**Task:**
Emit the line that holds "impl From<FormError> for" and all lines following it through the end of the data, verbatim, and nothing else.

[Stored items from a collection]
---------------

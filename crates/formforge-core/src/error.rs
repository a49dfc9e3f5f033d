//! Error types for the form engine

use std::collections::BTreeMap;

use thiserror::Error;

use crate::domain::aggregates::FormError;
use crate::ports::outbound::RepositoryError;

/// Caller-facing error taxonomy
#[derive(Error, Debug, Clone, PartialEq)]
pub enum FormsError {
    /// Unknown id or slug, or an owner mismatch that must not leak existence
    #[error("{entity} not found: {id}")]
    NotFound { entity: &'static str, id: String },

    #[error("not permitted to access this {0}")]
    Unauthorized(&'static str),

    #[error("{entity} already exists: {key}")]
    Duplicate { entity: &'static str, key: String },

    /// Operation invalid for the current lifecycle state
    #[error("{0}")]
    StateConflict(String),

    /// Carries every per-field message, never just the first
    #[error("{message}")]
    ValidationFailed {
        message: String,
        errors: BTreeMap<String, String>,
    },

    #[error("too many submissions, try again later")]
    RateLimited,

    #[error("internal error: {0}")]
    Internal(String),
}

/// Result type for the form engine
pub type Result<T> = std::result::Result<T, FormsError>;

impl FormsError {
    pub fn not_found(entity: &'static str, id: impl ToString) -> Self {
        Self::NotFound {
            entity,
            id: id.to_string(),
        }
    }

    pub fn validation(message: impl Into<String>, errors: BTreeMap<String, String>) -> Self {
        Self::ValidationFailed {
            message: message.into(),
            errors,
        }
    }

    /// Single-attribute validation failure
    pub fn invalid_attribute(attribute: &str, message: impl Into<String>) -> Self {
        let message = message.into();
        let mut errors = BTreeMap::new();
        errors.insert(attribute.to_string(), message.clone());
        Self::ValidationFailed { message, errors }
    }
}

impl From<RepositoryError> for FormsError {
    fn from(err: RepositoryError) -> Self {
        match err {
            RepositoryError::Duplicate { entity, key } => Self::Duplicate { entity, key },
            RepositoryError::Conflict(message) => Self::StateConflict(message),
            other => Self::Internal(other.to_string()),
        }
    }
}

impl From<FormError> for FormsError {
    fn from(err: FormError) -> Self {
        Self::StateConflict(err.to_string())
    }
}

/// Blob encoding failures are never the caller's fault
impl From<serde_json::Error> for FormsError {
    fn from(err: serde_json::Error) -> Self {
        Self::Internal(format!("serialization error: {}", err))
    }
}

---------------

**Your solution:**
impl From<FormError> for FormsError {
    fn from(err: FormError) -> Self {
        Self::StateConflict(err.to_string())
    }
}

/// Blob encoding failures are never the caller's fault
impl From<serde_json::Error> for FormsError {
    fn from(err: serde_json::Error) -> Self {
        Self::Internal(format!("serialization error: {}", err))
    }
}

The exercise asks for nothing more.